# Web Scraping Demo

This notebook demonstrates how to scrape quotes from quotes.toscrape.com using Python, requests, and BeautifulSoup.

## Learning Objectives
- Understand HTTP requests and responses
- Parse HTML content with BeautifulSoup
- Extract structured data from web pages
- Handle pagination and multiple pages
- Save scraped data to CSV format

In [None]:
# Import required libraries
import requests
from bs4 import BeautifulSoup
import pandas as pd
import time
import os
from urllib.parse import urljoin

print("Libraries imported successfully!")

In [None]:
# Import our custom web scraper
import sys
sys.path.append('../src')
from web_scraper import WebScraper

print("Web scraper imported successfully!")

## Step 1: Initialize the Web Scraper

Let's create an instance of our WebScraper class with appropriate settings.

In [None]:
# Initialize the scraper
scraper = WebScraper("http://quotes.toscrape.com", delay=1.0)
print("Scraper initialized with 1-second delay between requests")

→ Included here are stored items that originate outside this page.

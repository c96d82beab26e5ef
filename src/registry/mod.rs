//! Schema-scoping registry and per-run generation session.
//!
//! The registry is the read-only oracle the reference resolver consults:
//! which schemas are tenant-scoped (lookups there always receive the
//! caller's tenant id) and what the canonical name of a schema alias is.
//! It can be loaded from a project YAML config or fall back to the built-in
//! defaults.
//!
//! [`GenerationSession`] tracks which shared type definitions were already
//! emitted during one generation run. It is an explicit value threaded
//! through every compilation call — never process-wide state — so parallel
//! or repeated runs cannot interfere.

use std::collections::{BTreeMap, BTreeSet};

use serde::{Deserialize, Serialize};

/// Configuration of one PostgreSQL schema.
#[derive(Debug, Clone, PartialEq, Eq, Serialize, Deserialize)]
pub struct SchemaConfig {
    pub name: String,
    #[serde(default)]
    pub description: String,
    #[serde(default)]
    pub multi_tenant: bool,
}

impl SchemaConfig {
    pub fn new(name: &str, multi_tenant: bool) -> Self {
        Self {
            name: name.to_string(),
            description: String::new(),
            multi_tenant,
        }
    }
}

#[derive(Debug, Clone, Default, Deserialize)]
struct RegistryFile {
    #[serde(default)]
    schemas: Vec<SchemaConfig>,
    #[serde(default)]
    aliases: BTreeMap<String, String>,
}

/// Read-only oracle for schema scoping decisions.
#[derive(Debug, Clone)]
pub struct SchemaRegistry {
    schemas: BTreeMap<String, SchemaConfig>,
    aliases: BTreeMap<String, String>,
}

impl SchemaRegistry {
    /// Registry with the built-in tenant-scoped schema set.
    pub fn with_defaults() -> Self {
        let mut registry = Self {
            schemas: BTreeMap::new(),
            aliases: BTreeMap::new(),
        };
        for name in ["tenant", "crm", "management", "operations"] {
            registry.register(SchemaConfig::new(name, true));
        }
        for name in ["public", "catalog", "common", "app"] {
            registry.register(SchemaConfig::new(name, false));
        }
        registry
    }

    /// Load a registry from project-config YAML.
    ///
    /// ```yaml
    /// schemas:
    ///   - name: crm
    ///     multi_tenant: true
    /// aliases:
    ///   client: tenant
    /// ```
    pub fn from_yaml(source: &str) -> Result<Self, serde_yaml::Error> {
        let file: RegistryFile = serde_yaml::from_str(source)?;
        let mut registry = Self {
            schemas: BTreeMap::new(),
            aliases: file.aliases,
        };
        for schema in file.schemas {
            registry.register(schema);
        }
        Ok(registry)
    }

    pub fn register(&mut self, schema: SchemaConfig) {
        self.schemas.insert(schema.name.clone(), schema);
    }

    /// Whether lookups in this schema must carry the caller's tenant id.
    /// Unknown schemas are not tenant-scoped.
    pub fn is_tenant_scoped(&self, schema: &str) -> bool {
        let canonical = self.canonical_schema(schema);
        self.schemas
            .get(&canonical)
            .map(|s| s.multi_tenant)
            .unwrap_or(false)
    }

    /// Canonical name for a schema, resolving one level of aliasing.
    pub fn canonical_schema(&self, schema: &str) -> String {
        self.aliases
            .get(schema)
            .cloned()
            .unwrap_or_else(|| schema.to_string())
    }
}

impl Default for SchemaRegistry {
    fn default() -> Self {
        Self::with_defaults()
    }
}

/// Tracks shared artifacts emitted during one generation run.
#[derive(Debug, Clone, Default)]
pub struct GenerationSession {
    emitted_types: BTreeSet<String>,
}

impl GenerationSession {
    pub fn new() -> Self {
        Self::default()
    }

    /// Mark a shared type as emitted. Returns `true` on first emission.
    pub fn mark_emitted(&mut self, name: &str) -> bool {
        self.emitted_types.insert(name.to_string())
    }

    pub fn is_emitted(&self, name: &str) -> bool {
        self.emitted_types.contains(name)
    }
}

#[cfg(test)]
mod tests {
    use super::*;

    #[test]
    fn default_tenant_schemas() {
        let registry = SchemaRegistry::with_defaults();
        assert!(registry.is_tenant_scoped("crm"));
        assert!(registry.is_tenant_scoped("tenant"));
        assert!(!registry.is_tenant_scoped("catalog"));
        assert!(!registry.is_tenant_scoped("unheard_of"));
    }

    #[test]
    fn yaml_registry_with_aliases() {
        let registry = SchemaRegistry::from_yaml(
            r#"
schemas:
  - name: bookings
    description: reservations and allocations
    multi_tenant: true
  - name: inventory
    multi_tenant: false
aliases:
  reservations: bookings
"#,
        )
        .unwrap();

        assert!(registry.is_tenant_scoped("bookings"));
        assert!(!registry.is_tenant_scoped("inventory"));
        assert_eq!(registry.canonical_schema("reservations"), "bookings");
        // Aliases resolve before the tenant decision.
        assert!(registry.is_tenant_scoped("reservations"));
    }

    #[test]
    fn session_marks_each_type_once() {
        let mut session = GenerationSession::new();
        assert!(session.mark_emitted("app.mutation_result"));
        assert!(!session.mark_emitted("app.mutation_result"));
        assert!(session.is_emitted("app.mutation_result"));
        assert!(!session.is_emitted("mutation_metadata"));
    }

    #[test]
    fn sessions_are_independent() {
        let mut a = GenerationSession::new();
        let b = GenerationSession::new();
        a.mark_emitted("app.mutation_result");
        assert!(!b.is_emitted("app.mutation_result"));
    }
}
//! AST consumed by the action compiler.
//!
//! These structures arrive pre-validated from the declarative-language
//! parser (or a reverse-engineering adapter) — the compiler trusts entity
//! and field existence and only re-checks what expression/reference safety
//! requires. Everything here is immutable once constructed; one
//! [`ActionDefinition`] plus its [`EntityDefinition`] context is the
//! complete input of a compilation run.

use std::collections::BTreeMap;

use indexmap::IndexMap;
use serde::{Deserialize, Serialize};
use serde_json::Value as JsonValue;

/// Which tier a field belongs to.
#[derive(Debug, Clone, Copy, PartialEq, Eq, Default, Serialize, Deserialize)]
#[serde(rename_all = "snake_case")]
pub enum FieldTier {
    /// text, integer, boolean, ...
    #[default]
    Basic,
    /// Rich scalar types (email, money, ...) that map onto basic columns.
    Scalar,
    /// Composite types stored as JSONB.
    Composite,
    /// `ref(Entity)` foreign keys resolved through Trinity helpers.
    Reference,
}

/// A single field of an entity.
#[derive(Debug, Clone, PartialEq, Serialize, Deserialize)]
pub struct FieldDefinition {
    pub name: String,
    pub type_name: String,
    #[serde(default = "default_true")]
    pub nullable: bool,
    #[serde(default)]
    pub tier: FieldTier,
    /// Target entity name; reference tier only.
    #[serde(default, skip_serializing_if = "Option::is_none")]
    pub reference_entity: Option<String>,
    /// Target entity schema; reference tier only.
    #[serde(default, skip_serializing_if = "Option::is_none")]
    pub reference_schema: Option<String>,
}

fn default_true() -> bool {
    true
}

impl FieldDefinition {
    /// Basic-tier field.
    pub fn basic(name: &str, type_name: &str) -> Self {
        Self {
            name: name.to_string(),
            type_name: type_name.to_string(),
            nullable: true,
            tier: FieldTier::Basic,
            reference_entity: None,
            reference_schema: None,
        }
    }

    /// Reference-tier field pointing at another entity.
    pub fn reference(name: &str, entity: &str, schema: &str) -> Self {
        Self {
            name: name.to_string(),
            type_name: "ref".to_string(),
            nullable: true,
            tier: FieldTier::Reference,
            reference_entity: Some(entity.to_string()),
            reference_schema: Some(schema.to_string()),
        }
    }

    pub fn is_reference(&self) -> bool {
        self.tier == FieldTier::Reference
    }

    /// PostgreSQL column/variable type for this field.
    pub fn pg_type(&self) -> &'static str {
        match self.type_name.as_str() {
            "text" => "TEXT",
            "integer" => "INTEGER",
            "boolean" => "BOOLEAN",
            "date" => "DATE",
            "timestamp" => "TIMESTAMPTZ",
            "uuid" => "UUID",
            "json" => "JSONB",
            "decimal" => "DECIMAL",
            // FK to a pk_* column
            "ref" => "INTEGER",
            _ => "TEXT",
        }
    }
}

/// An entity and its ordered field map.
///
/// Invariant: field names are unique (the map enforces it) and iteration
/// follows declaration order.
#[derive(Debug, Clone, PartialEq, Serialize, Deserialize)]
pub struct EntityDefinition {
    pub name: String,
    pub schema: String,
    #[serde(default)]
    pub fields: IndexMap<String, FieldDefinition>,
}

impl EntityDefinition {
    pub fn new(name: &str, schema: &str, fields: Vec<FieldDefinition>) -> Self {
        Self {
            name: name.to_string(),
            schema: schema.to_string(),
            fields: fields.into_iter().map(|f| (f.name.clone(), f)).collect(),
        }
    }

    pub fn lower_name(&self) -> String {
        self.name.to_lowercase()
    }

    pub fn table_name(&self) -> String {
        format!("tb_{}", self.lower_name())
    }

    pub fn qualified_table(&self) -> String {
        format!("{}.{}", self.schema, self.table_name())
    }

    pub fn pk_column(&self) -> String {
        format!("pk_{}", self.lower_name())
    }

    pub fn has_field(&self, name: &str) -> bool {
        self.fields.contains_key(name)
    }
}

/// One case of a `switch` step. Declaration order is significant: the
/// target dialect gives first-match-wins semantics.
#[derive(Debug, Clone, PartialEq, Serialize, Deserialize)]
pub struct SwitchCase {
    pub value: String,
    #[serde(default)]
    pub steps: Vec<ActionStep>,
}

/// Conflict policy for a `duplicate_check` step.
#[derive(Debug, Clone, Copy, PartialEq, Eq, Default, Serialize, Deserialize)]
#[serde(rename_all = "snake_case")]
pub enum ConflictPolicy {
    /// Report the duplicate as a no-op (`noop:duplicate`).
    #[default]
    Noop,
    /// Treat the duplicate as a failure (`failed:duplicate`).
    Fail,
}

/// One step of an action.
///
/// Branch-carrying variants hold ordered child-step sequences, so the type
/// is tree-recursive; no back-pointers, no shared nodes. The set is closed:
/// [`ActionStep::Other`] exists only so adapters can hand through kinds
/// this compiler deliberately rejects with a fatal error.
#[derive(Debug, Clone, PartialEq, Serialize, Deserialize)]
#[serde(tag = "type", rename_all = "snake_case")]
pub enum ActionStep {
    Validate {
        expression: String,
        #[serde(default, skip_serializing_if = "Option::is_none")]
        error: Option<String>,
    },
    Insert {
        entity: String,
        #[serde(default)]
        fields: BTreeMap<String, JsonValue>,
    },
    Update {
        entity: String,
        #[serde(default)]
        fields: BTreeMap<String, JsonValue>,
        #[serde(default, skip_serializing_if = "Option::is_none")]
        where_clause: Option<String>,
    },
    Delete {
        entity: String,
        #[serde(default)]
        hard: bool,
        /// Entities whose rows block a hard delete while present.
        #[serde(default)]
        dependents: Vec<String>,
    },
    If {
        condition: String,
        #[serde(default)]
        then_steps: Vec<ActionStep>,
        #[serde(default)]
        else_steps: Vec<ActionStep>,
    },
    Switch {
        expression: String,
        #[serde(default)]
        cases: Vec<SwitchCase>,
        #[serde(default)]
        default_steps: Vec<ActionStep>,
    },
    Foreach {
        /// `<iterator> in <collection>`
        expression: String,
        #[serde(default)]
        body: Vec<ActionStep>,
    },
    Call {
        function: String,
        #[serde(default)]
        arguments: BTreeMap<String, JsonValue>,
        #[serde(default, skip_serializing_if = "Option::is_none")]
        store_result: Option<String>,
    },
    Notify {
        channel: String,
        #[serde(default)]
        payload: BTreeMap<String, JsonValue>,
    },
    DuplicateCheck {
        /// Uniqueness field set probed before the following insert.
        fields: Vec<String>,
        #[serde(default)]
        policy: ConflictPolicy,
        #[serde(default)]
        return_conflict_object: bool,
    },
    /// Forward-compatibility escape hatch; always fatal at compile time.
    Other { kind: String },
}

impl ActionStep {
    /// Wire name of this step kind, as used in diagnostics.
    pub fn kind(&self) -> &str {
        match self {
            ActionStep::Validate { .. } => "validate",
            ActionStep::Insert { .. } => "insert",
            ActionStep::Update { .. } => "update",
            ActionStep::Delete { .. } => "delete",
            ActionStep::If { .. } => "if",
            ActionStep::Switch { .. } => "switch",
            ActionStep::Foreach { .. } => "foreach",
            ActionStep::Call { .. } => "call",
            ActionStep::Notify { .. } => "notify",
            ActionStep::DuplicateCheck { .. } => "duplicate_check",
            ActionStep::Other { kind } => kind,
        }
    }
}

/// A named state-transition operation over one primary entity.
#[derive(Debug, Clone, PartialEq, Serialize, Deserialize)]
pub struct ActionDefinition {
    pub name: String,
    /// Optional permission-guard expression checked before any step runs.
    #[serde(default, skip_serializing_if = "Option::is_none")]
    pub requires: Option<String>,
    #[serde(default)]
    pub steps: Vec<ActionStep>,
    #[serde(default, skip_serializing_if = "Option::is_none")]
    pub impact: Option<ActionImpact>,
}

/// Operation kind recorded in impact metadata.
#[derive(Debug, Clone, Copy, PartialEq, Eq, Serialize, Deserialize)]
#[serde(rename_all = "UPPERCASE")]
pub enum ImpactOperation {
    Create,
    Update,
    Delete,
}

impl std::fmt::Display for ImpactOperation {
    fn fmt(&self, f: &mut std::fmt::Formatter<'_>) -> std::fmt::Result {
        match self {
            ImpactOperation::Create => write!(f, "CREATE"),
            ImpactOperation::Update => write!(f, "UPDATE"),
            ImpactOperation::Delete => write!(f, "DELETE"),
        }
    }
}

/// Impact of an action on one entity.
#[derive(Debug, Clone, PartialEq, Serialize, Deserialize)]
pub struct EntityImpact {
    pub entity: String,
    pub operation: ImpactOperation,
    #[serde(default)]
    pub fields: Vec<String>,
    /// Named output collection for side effects (e.g. "createdNotifications").
    #[serde(default, skip_serializing_if = "Option::is_none")]
    pub collection: Option<String>,
}

impl EntityImpact {
    pub fn new(entity: &str, operation: ImpactOperation) -> Self {
        Self {
            entity: entity.to_string(),
            operation,
            fields: Vec::new(),
            collection: None,
        }
    }

    pub fn with_fields(mut self, fields: &[&str]) -> Self {
        self.fields = fields.iter().map(|f| f.to_string()).collect();
        self
    }

    pub fn with_collection(mut self, collection: &str) -> Self {
        self.collection = Some(collection.to_string());
        self
    }
}

/// How downstream consumers should react to an invalidated query.
#[derive(Debug, Clone, Copy, PartialEq, Eq, Default, Serialize, Deserialize)]
#[serde(rename_all = "UPPERCASE")]
pub enum InvalidationStrategy {
    #[default]
    Refetch,
    Remove,
    Update,
}

impl std::fmt::Display for InvalidationStrategy {
    fn fmt(&self, f: &mut std::fmt::Formatter<'_>) -> std::fmt::Result {
        match self {
            InvalidationStrategy::Refetch => write!(f, "REFETCH"),
            InvalidationStrategy::Remove => write!(f, "REMOVE"),
            InvalidationStrategy::Update => write!(f, "UPDATE"),
        }
    }
}

/// Cache-invalidation hint attached to an action's impact.
#[derive(Debug, Clone, PartialEq, Serialize, Deserialize)]
pub struct CacheInvalidation {
    /// Collection-query name to invalidate.
    pub query: String,
    #[serde(default, skip_serializing_if = "Option::is_none")]
    pub filter: Option<JsonValue>,
    #[serde(default)]
    pub strategy: InvalidationStrategy,
    #[serde(default)]
    pub reason: String,
}

impl CacheInvalidation {
    pub fn new(query: &str) -> Self {
        Self {
            query: query.to_string(),
            filter: None,
            strategy: InvalidationStrategy::default(),
            reason: String::new(),
        }
    }
}

/// Declared impact of one action: the primary entity plus side effects.
#[derive(Debug, Clone, PartialEq, Serialize, Deserialize)]
pub struct ActionImpact {
    pub primary: EntityImpact,
    #[serde(default)]
    pub side_effects: Vec<EntityImpact>,
    #[serde(default)]
    pub cache_invalidations: Vec<CacheInvalidation>,
}

impl ActionImpact {
    pub fn new(primary: EntityImpact) -> Self {
        Self {
            primary,
            side_effects: Vec::new(),
            cache_invalidations: Vec::new(),
        }
    }
}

## Step 2: Test Single Page Scraping

Let's first test scraping a single page to understand the structure.

In [None]:
# Get the first page
soup = scraper.get_page("http://quotes.toscrape.com/page/1/")

if soup:
    quotes = soup.find_all('div', class_='quote')
    print(f"Found {len(quotes)} quotes on the first page")
    
    # Display first quote as example
    if quotes:
        first_quote = quotes[0]
        text = first_quote.find('span', class_='text').get_text()
        author = first_quote.find('small', class_='author').get_text()
        tags = [tag.get_text() for tag in first_quote.find_all('a', class_='tag')]
        
        print("\nFirst quote:" )
        print(f"Text: {text}")
        print(f"Author: {author}")
        print(f"Tags: {', '.join(tags)}")
else:
    print("Failed to fetch the page")

## Step 3: Scrape Multiple Pages

Now let's scrape all available quotes from multiple pages.

In [None]:
# Scrape all quotes
quotes_data = scraper.scrape_quotes()

print(f"\nTotal quotes scraped: {len(quotes_data)}")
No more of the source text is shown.